It's probably only a matter of time before T-Mobile overtakes Sprint to become the third-biggest US mobile operator, but it is not yet a "done deal" -- as T-Mobile CEO John Legere put it earlier this week -- after Sprint turned in its best performance in three years in the final quarter of 2014.

A day after T-Mobile US Inc. offered the market a sneak preview of its results for the October-to-December quarter, Sprint Corp. (NYSE: S) followed suit to prove that its recent marketing efforts have not been in vain. (See T-Mobile Beats Customer Growth Targets.)

Thirty thousand postpaid net additions in the recent quarter might not sound all that impressive, given that T-Mobile signed up 1.3 million postpaid customers over the same period. But it's quite a turnaround considering that Sprint lost 336,000 postpaid customers between July and September.

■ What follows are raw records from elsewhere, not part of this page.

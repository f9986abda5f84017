//! `ccs-score` command implementation

use anyhow::{Context, Result};
use context_architect::project::AnalysisOptions;
use context_architect::reporters;
use context_architect::scoring::calculate_ccs;
use std::path::Path;

pub fn run(root: &Path, options: &AnalysisOptions, format: &str) -> Result<i32> {
    let result = calculate_ccs(root, options)
        .with_context(|| format!("Failed to score {}", root.display()))?;
    println!("{}", reporters::report(&result, format)?);
    Ok(if result.total > 0 { 1 } else { 0 })
}
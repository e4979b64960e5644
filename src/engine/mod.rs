//! Room availability over an immutable booking snapshot.
//!
//! Every function here is a pure query: the caller passes the snapshot in,
//! nothing is cached or mutated, and "not available" is an answer rather
//! than an error. Server-side reservation is the only authority on races;
//! these checks mirror it for client-side validation.

mod availability;
mod conflict;
mod error;
mod overlap;

pub use availability::{
    available_rooms, booked_dates_for_property, booked_dates_for_room, is_room_available,
};
pub use conflict::{conflicts_for_room, validate_booking};
pub use error::AvailabilityError;
pub use overlap::{date_ranges_overlap, date_strings_overlap};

The operator also reported success on the prepaid front, adding 410,000 customers (on its Sprint platform) between October and December after losing 20,000 in the preceding quarter.

Table 1: Customer Numbers at T-Mobile US and Sprint

T-Mobile Sprint (on Sprint platform)
Postpaid adds Q4 1,300,000 30,000
Postpaid adds Q3 1,379,000 -336,000
Postpaid customers Q4 27,209,000 29,495,000
Prepaid adds Q4 266,000 410,000
Prepaid adds Q3 411,000 -20,000
Prepaid customers Q4 16,316,000 15,160,000
Retail adds Q4 1,566,000 440,000
Retail adds Q3 1,790,000 -356,000
Retail customers Q4 43,525,000 44,655,000
Source: Sprint, T-Mobile

"Sprint's first priority is a return to customer growth and our results during the last quarter show we are on the right track," said Marcelo Claure, Sprint's CEO, in a company statement. "While we still have work to do, it is clear that our aggressive actions to provide customers with the best value in wireless are gaining momentum."

Sprint has been responding to T-Mobile's aggressive campaign to build market share, simplifying its pricing plans and slashing tariffs for customers abandoning AT&T Inc. (NYSE: T) or Verizon Communications Inc. (NYSE: VZ) to join its network.

That counter-attack may have taken its toll on earnings, however, with analysts becoming increasingly concerned about the impact of a price war on industry profitability.

Both Sprint and T-Mobile have yet to say anything about sales and profits in the fourth quarter, while bigger rivals AT&T and Verizon have yet to provide any insight into their recent performance.

Moreover, Sprint still seems to be losing "phone" customers on postpaid deals, enjoying growth because of interest in tablet-based mobile broadband offers.

In its statement, the operator said it had "exited the quarter strong on the heels of [its] offers, nearly reaching postpaid phone net additions in December."

Nevertheless, the preliminary results show that Sprint is not prepared to relinquish its number-three spot in the mobile market without a fight.

Earlier this week, it revealed it had raised as much as $1.8 billion in vendor funding for the rollout of its Spark-branded 4G LTE service, and that should help it to maintain its new-found momentum on subscriber growth in the next few months. (See Sprint Signs $1.8B in Vendor Financing Deals .)

Legere's mission just got a little bit harder.

— Iain Morris, News Editor, Light Reading

Gabriel Brown 1/9/2015 | 3:45:52 AM
Re: Price sensitive The market seems to be price sensitive

That's been the story in Europe for the past 5 (or more) years. If you have four providers offering more or less the same service, it's harder to secure a proce premium.

Now, the U.S. is not Europe, so the story may not play out the same way. 
Phil_Britt 1/8/2015 | 10:00:01 PM
Re: Customer gains T-Mobile seems to have a definite marketing edge, and if Sprint's pricing plan proves to be great for customers but terrible for corporate profits, T-Mobile will be the eventual winner.
will.smith2 1/8/2015 | 1:37:03 PM
Re: Price sensitive Or at least the part of the market that does not realize that in Sprint-math, half is only about 20% - http://recode.net/2014/12/03/sprints-crazy-cut-your-bill-in-half-promo-actually-saves-customers-20-percent/

 
Mitch Wagner 1/8/2015 | 11:18:09 AM
Price sensitive "Sprint has been responding to T-Mobile's aggressive campaign to build market share, simplifying its pricing plans and slashing tariffs for customers abandoningAT&T Inc. (NYSE: T) or Verizon Communications Inc. (NYSE: VZ) to join its network."

The market seems to be price sensitive -- or, at least, a part of the market is, and Sprint is scooping up that part. 

 
iainmorris 1/8/2015 | 8:54:34 AM
Customer gains Sprint probably hasn't done well enough to retain its postpaid lead over T-Mobile -- it would have to report a T-Mobile-like increase in Q1, or see T-Mobile come off the rails, to do that. Certainly seems to have turned a corner, though.